Thomas Tuchel reagierte vor einem Jahr darauf, setzte Kim dauerhaft auf die Bank und legte sich auf Eric Dier und Matthijs de Ligt fest. Und Kompany? Der aktuelle Bayern-Trainer nahm den konfusen Koreaner gegen Dortmund nur wenige Minuten nach dessen Fehler vom Platz. Ein Zeichen?
„Wir haben einen kleinen Kader. Wir brauchen jeden Spieler. Ich habe den Luxus nicht, dass ich den ein oder anderen Spieler abbreche. Die Jungs, die da sind, müssen die Leistung holen“, sagte Kompany bei Sky, als er auf Kims Fehler angesprochen wurde. Der Trainer lässt damit Interpretationsspielraum. Er stellt Kim nicht an den Pranger, verlangt aber Leistung und schützt den Spieler gefühlt nur deswegen, weil er keine Alternative auf der Bank hat.
Besonders zu denken geben dürfte dem Belgier die Tatsache, dass Kim laut der Datenerfassung von Opta bereits sechs Tore durch grobe Fehler verschuldet hat – damit steht er in allen fünf Top-Ligen Europas an der Spitze dieser Negativliste.
Immerhin hat Kim die Unterstützung der Mitspieler. „Wir schießen gemeinsam Tore und kassieren sie auch gemeinsam“, sagte Harry Kane und auch Joshua Kimmich wollte sich nicht darauf einlassen, Einzelne zu kritisieren. Trotzdem sagte der 30-Jährige vielsagend auf SPORT1-Nachfrage: „Wir müssen erwachsener werden.“
Kim ein negatives Sinnbild
Kim ist in der aktuellen Diskussion um die geschrumpfte finanzielle Stärke des FC Bayern zu einem Sinnbild geworden, was beim Rekordmeister zuletzt schieflief. Im Sommer 2023 wurde er für mindestens 42 Millionen Euro geholt und hat diese hohe Summe noch nicht rechtfertigen können.
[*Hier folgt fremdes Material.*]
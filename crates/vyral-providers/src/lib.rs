//! External providers for Vyral jobs.
//!
//! Each operation is served by an ordered list of candidates implementing
//! [`Provider`] (single request/response) or [`AsyncProvider`] (submit, then
//! poll). This crate holds the HTTP clients behind those candidates, the
//! prompts sent to chat models and the shaping of raw provider output into
//! result payloads.

pub mod assemblyai;
pub mod candidate;
pub mod chat;
pub mod config;
pub mod error;
mod http;
pub mod openrouter;
pub mod prompts;
pub mod shaping;
pub mod shotstack;

pub use assemblyai::AssemblyAiTranscriber;
pub use candidate::{AsyncProvider, Candidate, Provider};
pub use chat::ChatCandidate;
pub use config::ProviderConfig;
pub use error::{ProviderError, ProviderResult};
pub use openrouter::{ChatMessage, ChatOptions, OpenRouterClient};
pub use shotstack::ShotstackRenderer;
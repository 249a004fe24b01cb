//! Ordered provider fallback.
//!
//! Candidates are tried strictly in order; the first success wins and later
//! candidates are never invoked. There is no retry within a candidate.

use std::future::Future;
use std::sync::Arc;

use tracing::{debug, warn};
use vyral_providers::{Candidate, ProviderResult};

use crate::error::{OrchestratorError, OrchestratorResult};
use crate::logging::JobLogger;
use crate::metrics;

/// Value produced by the winning candidate.
#[derive(Debug, Clone, PartialEq)]
pub struct Attempted<T> {
    pub value: T,
    /// Identifier of the candidate that produced `value`
    pub candidate: String,
    /// Candidates invoked, including the winner
    pub attempts: usize,
}

/// Runs one attempt per candidate until one succeeds.
pub struct FallbackExecutor<'a> {
    logger: &'a JobLogger,
}

impl<'a> FallbackExecutor<'a> {
    pub fn new(logger: &'a JobLogger) -> Self {
        Self { logger }
    }

    /// Try `attempt` against each candidate in order.
    ///
    /// When every candidate fails, the error carries the last failure's
    /// message. An empty list fails with [`OrchestratorError::NoCandidates`].
    pub async fn execute<C, T, F, Fut>(
        &self,
        candidates: &[Arc<C>],
        mut attempt: F,
    ) -> OrchestratorResult<Attempted<T>>
    where
        C: Candidate + ?Sized,
        F: FnMut(Arc<C>) -> Fut,
        Fut: Future<Output = ProviderResult<T>>,
    {
        let operation = self.logger.operation();
        let mut last_error = None;

        for (index, candidate) in candidates.iter().enumerate() {
            let id = candidate.id().to_string();
            debug!(
                job_id = %self.logger.job_id(),
                operation = %operation,
                candidate = %id,
                position = index + 1,
                "Attempting provider"
            );

            match attempt(Arc::clone(candidate)).await {
                Ok(value) => {
                    metrics::record_provider_attempt(operation, &id, "success");
                    self.logger
                        .log_progress(&format!("provider {} succeeded", id));
                    return Ok(Attempted {
                        value,
                        candidate: id,
                        attempts: index + 1,
                    });
                }
                Err(e) => {
                    metrics::record_provider_attempt(operation, &id, e.kind());
                    warn!(
                        job_id = %self.logger.job_id(),
                        operation = %operation,
                        candidate = %id,
                        error_kind = e.kind(),
                        "Provider failed: {}", e
                    );
                    last_error = Some(e);
                }
            }
        }

        match last_error {
            Some(e) => Err(OrchestratorError::provider_failure(e.to_string())),
            None => Err(OrchestratorError::NoCandidates),
        }
    }
}
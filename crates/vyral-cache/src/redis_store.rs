//! Redis-backed result cache.

use std::time::Duration;

use async_trait::async_trait;
use redis::AsyncCommands;
use serde_json::Value;
use tracing::debug;

use crate::error::{CacheError, CacheResult};
use crate::store::CacheStore;

/// Cache configuration.
#[derive(Debug, Clone)]
pub struct CacheConfig {
    /// Redis URL; `None` selects the in-process cache
    pub redis_url: Option<String>,
    /// Prefix prepended to every fingerprint
    pub key_prefix: String,
}

impl Default for CacheConfig {
    fn default() -> Self {
        Self {
            redis_url: None,
            key_prefix: "vyral:cache:".to_string(),
        }
    }
}

impl CacheConfig {
    /// Create config from environment variables.
    pub fn from_env() -> Self {
        Self {
            redis_url: std::env::var("REDIS_URL")
                .ok()
                .filter(|s| !s.trim().is_empty()),
            key_prefix: std::env::var("CACHE_KEY_PREFIX")
                .unwrap_or_else(|_| "vyral:cache:".to_string()),
        }
    }
}

/// Result cache stored as JSON strings with `SET key value EX ttl`.
pub struct RedisCache {
    client: redis::Client,
    key_prefix: String,
}

impl RedisCache {
    /// Create a new Redis cache.
    pub fn new(redis_url: &str, key_prefix: impl Into<String>) -> CacheResult<Self> {
        let client = redis::Client::open(redis_url)?;
        Ok(Self {
            client,
            key_prefix: key_prefix.into(),
        })
    }

    /// Create from a config, failing if no Redis URL is configured.
    pub fn from_config(config: &CacheConfig) -> CacheResult<Self> {
        let url = config
            .redis_url
            .as_deref()
            .ok_or_else(|| CacheError::connection_failed("REDIS_URL not set"))?;
        Self::new(url, config.key_prefix.clone())
    }

    fn full_key(&self, key: &str) -> String {
        format!("{}{}", self.key_prefix, key)
    }
}

#[async_trait]
impl CacheStore for RedisCache {
    fn name(&self) -> &'static str {
        "redis"
    }

    async fn get(&self, key: &str) -> CacheResult<Option<Value>> {
        let mut conn = self.client.get_multiplexed_async_connection().await?;
        let key = self.full_key(key);

        let payload: Option<String> = conn.get(&key).await?;
        match payload {
            Some(payload) => {
                debug!(key = %key, "Redis cache entry found");
                Ok(Some(serde_json::from_str(&payload)?))
            }
            None => Ok(None),
        }
    }

    async fn put(&self, key: &str, value: &Value, ttl: Duration) -> CacheResult<()> {
        let mut conn = self.client.get_multiplexed_async_connection().await?;
        let key = self.full_key(key);
        let payload = serde_json::to_string(value)?;

        // Redis rejects EX 0
        let ttl_secs = ttl.as_secs().max(1);
        conn.set_ex::<_, _, ()>(&key, payload, ttl_secs).await?;

        debug!(key = %key, ttl_secs = ttl_secs, "Stored Redis cache entry");
        Ok(())
    }

    async fn ping(&self) -> CacheResult<()> {
        let mut conn = self.client.get_multiplexed_async_connection().await?;
        redis::cmd("PING").query_async::<()>(&mut conn).await?;
        Ok(())
    }
}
Seine Premierensaison in München endete für den FCB bekanntermaßen ohne Titel.
Obendrein ist nicht klar, wie fit der 28-Jährige derzeit wirklich ist. Im März stoppte ihn zwischenzeitlich eine Achillessehnenreizung. Eigentlich hätte er erst im Hinspiel des Champions-League-Viertelfinals gegen Inter Mailand wieder zum Einsatz kommen sollen. Stattdessen musste er aber aufgrund der Verletzungen seiner Mitspieler bereits gegen St. Pauli und beim Auswärtsspiel in Augsburg ran.
„Er ist so wie jeder Spieler am Ende einer Saison nicht bei komplett 100 Prozent, aber er ist auch nicht so, dass man ihn nicht bringen kann“, sagte Eberl dazu zu SPORT1. Auch diese Erklärung fällt für Kim damit weg.
Gut möglich also, dass der Verteidiger das Opfer eines Dominoeffekts werden könnte. Im Vergleich zum Hinspiel könnte der gut aufgelegte Thomas Müller gegen Inter in die Startelf rutschen und Raphael Guerreiro auf der linken Abwehrseite unterkommen. Von dort würde dann Josip Stanisic in die Innenverteidigung rücken und hier Kim verdrängen – so wie gegen Dortmund.